Other examples of company bylaws include:
- There must be six directors present to proceed with any voting or transactional business dealings. The corporate officers will include a president, chief financial officer, vice president, and chief executive officer.
- If an officer is neglecting their duties, they can be removed by a shareholder majority vote.
- In regards to board actions, the Board of Directors sets the company direction, their length of term, and qualifications to be eligible for a board seat.
- In regards to management of stock, S corporations can only have one class therefore all that's needed is to mention in the bylaws about how stocks are to be transferred and recorded.
- In terms of responsibility to shareholders, how often do they get reported to? What are their rights?
- With any potential changes in bylaws, the process for editing, repealing, or implementing new bylaws needs to be clear.
What Are Some Of The Terms In Corporate Bylaws?
Special Meeting: used to hold meetings that need action taken that cannot wait until the next scheduled meeting.
Quorum: the least number of shares that must be present to make decisions final.
Voting Trusts: when a shareholder lets an appointed trustee holder their shares and vote in accordance with the trust agreement.
Cumulative Voting: a voting system where each shareholder gets one vote per share multiplied by the number of directors the shareholders are electing.
Remote Communication: meetings not held in person but by other means like phone or video.
Can Corporate Bylaws Be Amended?
Yes, bylaws may need to be changed from time to time.
With so many corporate regulations and law changes, the bylaws need to be updated to take into account any effects.
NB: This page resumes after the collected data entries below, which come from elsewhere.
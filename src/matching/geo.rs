use serde::Serialize;

/// Mean Earth radius used for great-circle distances
pub const EARTH_RADIUS_KM: f64 = 6371.0;

/// Point in decimal degrees
#[derive(Debug, Clone, Copy, PartialEq, Serialize)]
pub struct GeoPoint {
    pub latitude: f64,
    pub longitude: f64,
}

impl GeoPoint {
    pub fn new(latitude: f64, longitude: f64) -> Self {
        Self {
            latitude,
            longitude,
        }
    }

    /// Point from optional coordinates; both must be present
    pub fn from_parts(latitude: Option<f64>, longitude: Option<f64>) -> Option<Self> {
        Some(Self::new(latitude?, longitude?))
    }
}

/// Haversine distance in kilometres, rounded to two decimals
pub fn haversine_km(from: GeoPoint, to: GeoPoint) -> f64 {
    let lat1 = from.latitude.to_radians();
    let lat2 = to.latitude.to_radians();
    let dlat = lat2 - lat1;
    let dlon = (to.longitude - from.longitude).to_radians();

    let h = (dlat / 2.0).sin().powi(2) + lat1.cos() * lat2.cos() * (dlon / 2.0).sin().powi(2);
    // Floating error can push h slightly above 1 for antipodal points
    let c = 2.0 * h.sqrt().min(1.0).asin();

    (EARTH_RADIUS_KM * c * 100.0).round() / 100.0
}
use std::env;
use std::fmt::Display;
use std::ops::RangeInclusive;
use std::str::FromStr;

use crate::auth::MAX_SESSION_TIMEOUT_SECONDS;

/// Longest accepted failed-login window (one day)
const MAX_AUTH_WINDOW_SECONDS: i64 = 86_400;

/// Server configuration loaded from environment variables
#[derive(Debug, Clone)]
pub struct ServerConfig {
    /// Port to listen on
    pub port: u16,
    /// Bind address (0.0.0.0 for LAN, 127.0.0.1 for localhost)
    pub bind_addr: String,
    /// SQLite database URL
    pub database_url: String,
    /// Maximum pooled database connections
    pub database_max_connections: u32,
    /// Session timeout in seconds
    pub session_timeout_seconds: u64,
    /// Failed authentication attempts allowed per IP within the window
    pub auth_max_failed_attempts: u32,
    /// Rate limit window in seconds
    pub auth_window_seconds: i64,
    /// CORS allowed origins (comma-separated in env var)
    pub cors_origins: Vec<String>,
}

impl ServerConfig {
    /// Load configuration from environment variables
    pub fn from_env() -> Result<Self, ConfigError> {
        dotenvy::dotenv().ok();
        Self::from_lookup(|key| env::var(key).ok())
    }

    /// Load configuration from an arbitrary key lookup
    pub fn from_lookup<F>(lookup: F) -> Result<Self, ConfigError>
    where
        F: Fn(&str) -> Option<String>,
    {
        let database_max_connections =
            parse_in(&lookup, "DATABASE_MAX_CONNECTIONS", 5, 1..=u32::MAX)?;
        let auth_max_failed_attempts =
            parse_in(&lookup, "AUTH_MAX_FAILED_ATTEMPTS", 10, 1..=u32::MAX)?;
        // 24 hours
        let session_timeout_seconds = parse_in(
            &lookup,
            "SESSION_TIMEOUT_SECONDS",
            86_400,
            1..=MAX_SESSION_TIMEOUT_SECONDS,
        )?;
        let auth_window_seconds =
            parse_in(&lookup, "AUTH_WINDOW_SECONDS", 60, 1..=MAX_AUTH_WINDOW_SECONDS)?;

        Ok(Self {
            port: lookup("GEOOBRA_PORT")
                .unwrap_or_else(|| "8000".to_string())
                .parse()
                .map_err(|_| ConfigError::InvalidPort)?,
            bind_addr: lookup("GEOOBRA_BIND_ADDR").unwrap_or_else(|| "127.0.0.1".to_string()),
            database_url: lookup("DATABASE_URL")
                .unwrap_or_else(|| "sqlite://geoobra.db".to_string()),
            database_max_connections,
            session_timeout_seconds,
            auth_max_failed_attempts,
            auth_window_seconds,
            cors_origins: lookup("CORS_ORIGINS")
                .map(|s| {
                    s.split(',')
                        .map(|s| s.trim().to_string())
                        .filter(|s| !s.is_empty())
                        .collect()
                })
                .unwrap_or_else(|| {
                    vec![
                        "http://localhost:3000".to_string(),
                        "http://127.0.0.1:3000".to_string(),
                    ]
                }),
        })
    }

    /// Get the full bind address (addr:port)
    pub fn bind_address(&self) -> String {
        format!("{}:{}", self.bind_addr, self.port)
    }
}

/// Parse `key` when set, falling back to `default`; the value must lie in `range`
fn parse_in<F, T>(lookup: &F, key: &str, default: T, range: RangeInclusive<T>) -> Result<T, ConfigError>
where
    F: Fn(&str) -> Option<String>,
    T: FromStr + PartialOrd + Display,
{
    let value = match lookup(key) {
        Some(raw) => raw.trim().parse().map_err(|_| {
            ConfigError::InvalidValue(format!("{} has an invalid value: {}", key, raw))
        })?,
        None => default,
    };

    if !range.contains(&value) {
        return Err(ConfigError::InvalidValue(format!(
            "{} must be between {} and {}",
            key,
            range.start(),
            range.end()
        )));
    }
    Ok(value)
}

/// Configuration errors
#[derive(Debug, thiserror::Error)]
pub enum ConfigError {
    #[error("Invalid port number")]
    InvalidPort,
    #[error("Invalid configuration value: {0}")]
    InvalidValue(String),
}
This is just like the business needs of each corporation changing.
In most cases, a vote from shareholders and directors needs to go ahead to pass any amendments. When the voted change gets the go-ahead the updated bylaw comes into effect when adopted by Directors and it has been integrated into the bylaws formally.
The Difference Between Articles Of Incorporation and Corporate Bylaws
Articles of Incorporation are filed with the Secretary of State to register the business as a corporation. A corporation's bylaws are internal documents with day-to-day rules and standard operating procedures after the corporation has been formed.
The bylaws don't need to be filed with any agency, state or federal though some institutions may request a copy.
Bylaws are usually broken down into articles that govern shareholders, the board, and the company's stock to remove any complications.